»»

//! Profiles command implementation

use crate::cli::error::CliError;
use crate::cli::output::format_profiles;
use crate::config::ToolConfig;

/// Handle the profiles command
pub fn handle_profiles(config: &ToolConfig) -> Result<(), CliError> {
    print!("{}", format_profiles(config));
    Ok(())
}
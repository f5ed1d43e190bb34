//! Network test log reader
//!
//! PoE/network testers write one JSON array per run. Each item is a tested unit
//! with nested tasks, and each task holds the measured sections:
//!
//! ```json
//! [{"SerialNumber": "S1",
//!   "NetworkTasks": [{"TaskSections": [
//!     {"Name": "Tx rate", "Value": "941.2", "IsDataSet": false, "NetworkChartType": "TxLineRateVsTestName"}
//!   ]}]}]
//! ```
//!
//! Every section is flattened into one [`Row`] carrying the unit's serial number.

use std::path::Path;

use serde::Deserialize;
use serde_json::Value;
use tracing::info;

use super::{FormatError, Row, RowImporter};

/// Field names of the flattened rows
pub const SERIAL_NUMBER: &str = "SerialNumber";
pub const NAME: &str = "Name";
pub const VALUE: &str = "Value";
pub const IS_DATA_SET: &str = "IsDataSet";
pub const NETWORK_CHART_TYPE: &str = "NetworkChartType";

#[derive(Debug, Deserialize)]
#[serde(rename_all = "PascalCase")]
struct NetworkItem {
    #[serde(default)]
    serial_number: Value,
    #[serde(default)]
    network_tasks: Option<Vec<NetworkTask>>,
}

#[derive(Debug, Deserialize)]
#[serde(rename_all = "PascalCase")]
struct NetworkTask {
    #[serde(default)]
    task_sections: Option<Vec<TaskSection>>,
}

#[derive(Debug, Deserialize)]
#[serde(rename_all = "PascalCase")]
struct TaskSection {
    #[serde(default)]
    name: Value,
    #[serde(default)]
    value: Value,
    #[serde(default)]
    is_data_set: Value,
    #[serde(default)]
    network_chart_type: Value,
}

/// Reader for nested network test logs (`.txt`/`.json`)
#[derive(Debug, Clone, Default)]
pub struct NetworkJsonImporter;

impl NetworkJsonImporter {
    pub fn new() -> Self {
        Self
    }

    /// Parse a whole log document. `source` is only used for error messages.
    pub fn parse(&self, content: &str, source: &Path) -> Result<Vec<Row>, FormatError> {
        let items: Vec<NetworkItem> =
            serde_json::from_str(content).map_err(|e| FormatError::Json {
                path: source.to_path_buf(),
                reason: e.to_string(),
            })?;

        let mut rows = Vec::new();
        for item in items {
            // Non-string serials cannot be traced back to a unit.
            let serial = match &item.serial_number {
                Value::String(s) => s.clone(),
                _ => "N/A".to_string(),
            };

            for task in item.network_tasks.unwrap_or_default() {
                for section in task.task_sections.unwrap_or_default() {
                    let mut row = Row::new();
                    row.insert(SERIAL_NUMBER, serial.clone());
                    row.insert(NAME, json_text(&section.name));
                    row.insert(VALUE, json_text(&section.value));
                    row.insert(IS_DATA_SET, flag_text(&section.is_data_set));
                    row.insert(NETWORK_CHART_TYPE, json_text(&section.network_chart_type));
                    rows.push(row);
                }
            }
        }

        Ok(rows)
    }
}

impl RowImporter for NetworkJsonImporter {
    /// Logs have no preamble, so `skip_rows` is ignored.
    fn read(&self, path: &Path, _skip_rows: usize) -> Result<Vec<Row>, FormatError> {
        let content = std::fs::read_to_string(path).map_err(|e| FormatError::io(path, e))?;
        let rows = self.parse(&content, path)?;
        info!(path = %path.display(), rows = rows.len(), "Read network test log");
        Ok(rows)
    }
}

fn json_text(value: &Value) -> String {
    match value {
        Value::Null => String::new(),
        Value::String(s) => s.clone(),
        other => other.to_string(),
    }
}

fn flag_text(value: &Value) -> String {
    match value {
        Value::Null => "false".to_string(),
        other => json_text(other),
    }
}

#[cfg(test)]
mod tests {
    use super::*;

    fn parse(content: &str) -> Result<Vec<Row>, FormatError> {
        NetworkJsonImporter::new().parse(content, Path::new("log.txt"))
    }

    #[test]
    fn test_single_section() {
        let rows = parse(
            r#"[{"SerialNumber":"S1","NetworkTasks":[{"TaskSections":[{"Name":"N","Value":"3","NetworkChartType":"K"}]}]}]"#,
        )
        .unwrap();

        assert_eq!(rows.len(), 1);
        assert_eq!(rows[0].get(SERIAL_NUMBER), Some("S1"));
        assert_eq!(rows[0].get(NAME), Some("N"));
        assert_eq!(rows[0].get(VALUE), Some("3"));
        assert_eq!(rows[0].get(IS_DATA_SET), Some("false"));
        assert_eq!(rows[0].get(NETWORK_CHART_TYPE), Some("K"));
    }

    #[test]
    fn test_defaults_for_missing_fields() {
        let rows = parse(r#"[{"NetworkTasks":[{"TaskSections":[{}]}]}]"#).unwrap();

        assert_eq!(rows[0].get(SERIAL_NUMBER), Some("N/A"));
        assert_eq!(rows[0].get(NAME), Some(""));
        assert_eq!(rows[0].get(VALUE), Some(""));
        assert_eq!(rows[0].get(NETWORK_CHART_TYPE), Some(""));
    }

    #[test]
    fn test_flattens_all_tasks_and_units() {
        let rows = parse(
            r#"[
                {"SerialNumber":"A","NetworkTasks":[
                    {"TaskSections":[{"Name":"a1"},{"Name":"a2"}]},
                    {"TaskSections":[{"Name":"a3"}]}
                ]},
                {"SerialNumber":"B","NetworkTasks":[]},
                {"SerialNumber":"C"},
                {"SerialNumber":"D","NetworkTasks":[{"TaskSections":[{"Name":"d1","IsDataSet":true}]}]}
            ]"#,
        )
        .unwrap();

        let names: Vec<_> = rows.iter().map(|r| r.get(NAME).unwrap()).collect();
        assert_eq!(names, vec!["a1", "a2", "a3", "d1"]);
        assert_eq!(rows[3].get(SERIAL_NUMBER), Some("D"));
        assert_eq!(rows[3].get(IS_DATA_SET), Some("true"));
    }

    #[test]
    fn test_non_string_values() {
        let rows = parse(
            r#"[{"SerialNumber":1234,"NetworkTasks":[{"TaskSections":[{"Name":"n","Value":941.5,"NetworkChartType":null}]}]}]"#,
        )
        .unwrap();

        assert_eq!(rows[0].get(SERIAL_NUMBER), Some("N/A"));
        assert_eq!(rows[0].get(VALUE), Some("941.5"));
        assert_eq!(rows[0].get(NETWORK_CHART_TYPE), Some(""));
    }

    #[test]
    fn test_malformed_document_is_error() {
        assert!(matches!(parse("[{"), Err(FormatError::Json { .. })));
        assert!(matches!(
            parse(r#"{"SerialNumber":"S1"}"#),
            Err(FormatError::Json { .. })
        ));
    }
}
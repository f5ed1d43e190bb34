//! Validate command implementation

use std::io::{BufRead, Write};

use crate::cli::args::{OutputFormat, ValidateArgs};
use crate::cli::error::CliError;
use crate::cli::menu::{prompt_input_path, select_profile};
use crate::cli::output::{format_json, format_summary};
use crate::config::ToolConfig;
use crate::runner::{RunOptions, run_profile};

/// Handle the validate command, prompting on `input`/`out` for anything not given
pub fn handle_validate<R: BufRead, W: Write>(
    config: &ToolConfig,
    args: &ValidateArgs,
    input: &mut R,
    out: &mut W,
) -> Result<(), CliError> {
    let profile_name = match &args.profile {
        Some(name) => name.clone(),
        None => select_profile(config, input, out)?,
    };
    let profile = config.profile(&profile_name)?;

    let data_file = match &args.input {
        Some(path) => path.clone(),
        None => prompt_input_path(&profile.label, input, out)?,
    };

    let mut options = RunOptions::new(data_file);
    if let Some(path) = &args.output {
        options = options.log_path(path);
    }
    if let Some(rows) = args.skip_rows {
        options = options.skip_rows(rows);
    }

    let summary = run_profile(config, &profile_name, &options)?;

    if args.format == OutputFormat::Json {
        writeln!(out, "{}", format_json(&summary)?)?;
    }
    write!(out, "{}", format_summary(&summary))?;
    Ok(())
}
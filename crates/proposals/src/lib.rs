//! Proposals: priced offers of a product to a client.

pub mod proposal;

pub use proposal::{NewProposal, Proposal, ProposalFilter, ProposalPatch, ProposalStatus, ProposalSummary};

««

Work required:
Begin with the first line of the listing above and write out each line exactly, ending with the line that contains "use serde::Deserialize;".

Solution below:
//! Profiles command implementation

use crate::cli::error::CliError;
use crate::cli::output::format_profiles;
use crate::config::ToolConfig;

/// Handle the profiles command
pub fn handle_profiles(config: &ToolConfig) -> Result<(), CliError> {
    print!("{}", format_profiles(config));
    Ok(())
}
repository f5ed1d43e190bb34
//! Network test log reader
//!
//! PoE/network testers write one JSON array per run. Each item is a tested unit
//! with nested tasks, and each task holds the measured sections:
//!
//! ```json
//! [{"SerialNumber": "S1",
//!   "NetworkTasks": [{"TaskSections": [
//!     {"Name": "Tx rate", "Value": "941.2", "IsDataSet": false, "NetworkChartType": "TxLineRateVsTestName"}
//!   ]}]}]
//! ```
//!
//! Every section is flattened into one [`Row`] carrying the unit's serial number.

use std::path::Path;

use serde::Deserialize;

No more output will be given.